Exercise –
Your answer must hold only the lines below from the line containing "and durable write." through the line containing "now) are dropped.", each reproduced exactly.

Data for the task –
--------------------
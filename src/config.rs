//! Configuration loading from TOML with environment variable resolution.
//!
//! Reads `config.toml` and deserializes into strongly-typed structs.
//! Every section has defaults, so a partial file (or an empty one) is valid.
//! Secrets (API keys) are referenced by env-var name in the config and
//! resolved at runtime via `std::env::var`.

use anyhow::{Context, Result};
use chrono::{DateTime, Utc};
use serde::Deserialize;
use std::fs;
use std::time::Duration;

use crate::types::TrackerError;

/// Top-level application configuration.
#[derive(Debug, Deserialize, Clone, Default)]
#[serde(default)]
pub struct AppConfig {
    pub tracker: TrackerConfig,
    pub trends: TrendConfig,
    pub source: SourceConfig,
    pub storage: StorageConfig,
    pub stacks: Vec<StackDefinition>,
    pub contests: Vec<ContestEntry>,
}

/// Orchestrator scheduling, pooling and timeout settings.
#[derive(Debug, Deserialize, Clone)]
#[serde(default)]
pub struct TrackerConfig {
    /// Scheduler tick. Acts as a lower bound on any contest's refresh cadence.
    pub tick_interval_secs: u64,
    pub default_update_interval_secs: u64,
    /// Bounded in-memory snapshot history per contest.
    pub history_capacity: usize,
    /// Maximum per-contest update tasks running at once.
    pub max_concurrent_updates: usize,
    /// Applied to every source fetch, cache call and durable write.
    pub external_call_timeout_ms: u64,
    pub shutdown_grace_secs: u64,
    pub current_cache_ttl_secs: u64,
    pub trends_cache_ttl_secs: u64,
}

impl Default for TrackerConfig {
    fn default() -> Self {
        Self {
            tick_interval_secs: 5,
            default_update_interval_secs: 30,
            history_capacity: 100,
            max_concurrent_updates: 64,
            external_call_timeout_ms: 5_000,
            shutdown_grace_secs: 10,
            current_cache_ttl_secs: 60,
            trends_cache_ttl_secs: 300,
        }
    }
}

impl TrackerConfig {
    pub fn tick_interval(&self) -> Duration {
        Duration::from_secs(self.tick_interval_secs)
    }

    pub fn default_update_interval(&self) -> Duration {
        Duration::from_secs(self.default_update_interval_secs)
    }

    pub fn external_call_timeout(&self) -> Duration {
        Duration::from_millis(self.external_call_timeout_ms)
    }

    pub fn shutdown_grace(&self) -> Duration {
        Duration::from_secs(self.shutdown_grace_secs)
    }

    pub fn current_cache_ttl(&self) -> Duration {
        Duration::from_secs(self.current_cache_ttl_secs)
    }

    pub fn trends_cache_ttl(&self) -> Duration {
        Duration::from_secs(self.trends_cache_ttl_secs)
    }
}

/// Trend and prediction heuristics.
///
/// The confidence and strength normalisations are rules of thumb, not the
/// output of a fitted statistical model. Consumers should treat
/// `confidence` as a relative ranking signal only.
#[derive(Debug, Deserialize, Clone)]
#[serde(default)]
pub struct TrendConfig {
    /// Hard cap on samples kept per (contest, player) series.
    pub max_data_points: usize,
    /// Samples older than this (relative to now) are dropped.
    pub trend_window_hours: f64,
    /// Minimum samples before trends or predictions are produced.
    pub min_data_points: usize,
    /// Changes within ±deadband percentage points are "stable".
    pub direction_deadband: f64,
    /// confidence = exp(-variance / velocity_variance_scale) × ...
    pub velocity_variance_scale: f64,
    /// ... × min(1, points / confidence_saturation_points)
    pub confidence_saturation_points: f64,
    /// strength = min(1, |velocity| / strength_velocity_scale)
    pub strength_velocity_scale: f64,
    pub prediction_cache_ttl_secs: u64,
}

impl Default for TrendConfig {
    fn default() -> Self {
        Self {
            max_data_points: 100,
            trend_window_hours: 6.0,
            min_data_points: 3,
            direction_deadband: 0.5,
            velocity_variance_scale: 10.0,
            confidence_saturation_points: 10.0,
            strength_velocity_scale: 10.0,
            prediction_cache_ttl_secs: 120,
        }
    }
}

/// One year. Keeps `now - window` well inside chrono's range.
const MAX_TREND_WINDOW_HOURS: f64 = 24.0 * 365.0;
/// One day.
const MAX_PREDICTION_CACHE_TTL_SECS: u64 = 86_400;

impl TrendConfig {
    pub fn trend_window(&self) -> chrono::Duration {
        chrono::Duration::milliseconds((self.trend_window_hours * 3_600_000.0) as i64)
    }

    pub fn prediction_cache_ttl(&self) -> chrono::Duration {
        chrono::Duration::seconds(self.prediction_cache_ttl_secs as i64)
    }

    /// Reject settings that would break the series invariants.
    pub fn validate(&self) -> Result<(), TrackerError> {
        if self.min_data_points < 2 {
            return Err(TrackerError::Config(
                "trends.min_data_points must be at least 2".into(),
            ));
        }
        if self.max_data_points < self.min_data_points {
            return Err(TrackerError::Config(format!(
                "trends.max_data_points ({}) must be >= min_data_points ({})",
                self.max_data_points, self.min_data_points
            )));
        }
        if !(self.trend_window_hours > 0.0) {
            return Err(TrackerError::Config(
                "trends.trend_window_hours must be positive".into(),
            ));
        }
        if self.trend_window_hours > MAX_TREND_WINDOW_HOURS {
            return Err(TrackerError::Config(format!(
                "trends.trend_window_hours must be at most {MAX_TREND_WINDOW_HOURS}"
            )));
        }
        if self.prediction_cache_ttl_secs > MAX_PREDICTION_CACHE_TTL_SECS {
            return Err(TrackerError::Config(format!(
                "trends.prediction_cache_ttl_secs must be at most {MAX_PREDICTION_CACHE_TTL_SECS}"
            )));
        }
        if self.direction_deadband < 0.0 {
            return Err(TrackerError::Config(
                "trends.direction_deadband must not be negative".into(),
            ));
        }
        if !(self.velocity_variance_scale > 0.0)
            || !(self.confidence_saturation_points > 0.0)
            || !(self.strength_velocity_scale > 0.0)
        {
            return Err(TrackerError::Config(
                "trends normalisation scales must be positive".into(),
            ));
        }
        Ok(())
    }
}

/// Upstream ownership feed.
#[derive(Debug, Deserialize, Clone)]
#[serde(default)]
pub struct SourceConfig {
    pub base_url: String,
    /// Name of the env var holding the feed's API key, if it needs one.
    pub api_key_env: Option<String>,
    pub timeout_secs: u64,
}

impl Default for SourceConfig {
    fn default() -> Self {
        Self {
            base_url: "http://localhost:8080".to_string(),
            api_key_env: None,
            timeout_secs: 10,
        }
    }
}

#[derive(Debug, Deserialize, Clone)]
#[serde(default)]
pub struct StorageConfig {
    /// `sqlite://path.db` or `memory`.
    pub database_url: String,
}

impl Default for StorageConfig {
    fn default() -> Self {
        Self {
            database_url: "sqlite://ownership.db".to_string(),
        }
    }
}

/// A named group of players tracked as one ownership unit.
#[derive(Debug, Deserialize, Clone, PartialEq)]
pub struct StackDefinition {
    pub key: String,
    pub players: Vec<String>,
}

/// A contest to start tracking at boot.
#[derive(Debug, Deserialize, Clone)]
pub struct ContestEntry {
    pub id: String,
    pub lock_time: DateTime<Utc>,
}

impl AppConfig {
    /// Load configuration from a TOML file.
    pub fn load(path: &str) -> Result<Self> {
        let contents = fs::read_to_string(path)
            .with_context(|| format!("Failed to read config file: {path}"))?;
        Self::parse(&contents).with_context(|| format!("Invalid config file: {path}"))
    }

    /// Parse and validate configuration from a TOML string.
    pub fn parse(contents: &str) -> Result<Self> {
        let config: AppConfig =
            toml::from_str(contents).context("Failed to parse configuration")?;
        config.validate()?;
        Ok(config)
    }

    fn validate(&self) -> Result<()> {
        self.trends.validate()?;
        let t = &self.tracker;
        if t.tick_interval_secs == 0 || t.default_update_interval_secs == 0 {
            anyhow::bail!("tracker intervals must be positive");
        }
        if t.max_concurrent_updates == 0 || t.history_capacity == 0 {
            anyhow::bail!("tracker.max_concurrent_updates and history_capacity must be positive");
        }
        if t.external_call_timeout_ms == 0 {
            anyhow::bail!("tracker.external_call_timeout_ms must be positive");
        }
        Ok(())
    }

    /// Resolve an environment variable name to its value.
    /// Useful for loading secrets referenced in the config.
    pub fn resolve_env(env_name: &str) -> Result<String> {
        std::env::var(env_name)
            .with_context(|| format!("Environment variable not set: {env_name}"))
    }
}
--------------------
Response to the task –
    /// Applied to every source fetch, cache call and durable write.
    pub external_call_timeout_ms: u64,
    pub shutdown_grace_secs: u64,
    pub current_cache_ttl_secs: u64,
    pub trends_cache_ttl_secs: u64,
}

impl Default for TrackerConfig {
    fn default() -> Self {
        Self {
            tick_interval_secs: 5,
            default_update_interval_secs: 30,
            history_capacity: 100,
            max_concurrent_updates: 64,
            external_call_timeout_ms: 5_000,
            shutdown_grace_secs: 10,
            current_cache_ttl_secs: 60,
            trends_cache_ttl_secs: 300,
        }
    }
}

impl TrackerConfig {
    pub fn tick_interval(&self) -> Duration {
        Duration::from_secs(self.tick_interval_secs)
    }

    pub fn default_update_interval(&self) -> Duration {
        Duration::from_secs(self.default_update_interval_secs)
    }

    pub fn external_call_timeout(&self) -> Duration {
        Duration::from_millis(self.external_call_timeout_ms)
    }

    pub fn shutdown_grace(&self) -> Duration {
        Duration::from_secs(self.shutdown_grace_secs)
    }

    pub fn current_cache_ttl(&self) -> Duration {
        Duration::from_secs(self.current_cache_ttl_secs)
    }

    pub fn trends_cache_ttl(&self) -> Duration {
        Duration::from_secs(self.trends_cache_ttl_secs)
    }
}

/// Trend and prediction heuristics.
///
/// The confidence and strength normalisations are rules of thumb, not the
/// output of a fitted statistical model. Consumers should treat
/// `confidence` as a relative ranking signal only.
#[derive(Debug, Deserialize, Clone)]
#[serde(default)]
pub struct TrendConfig {
    /// Hard cap on samples kept per (contest, player) series.
    pub max_data_points: usize,
    /// Samples older than this (relative to now) are dropped.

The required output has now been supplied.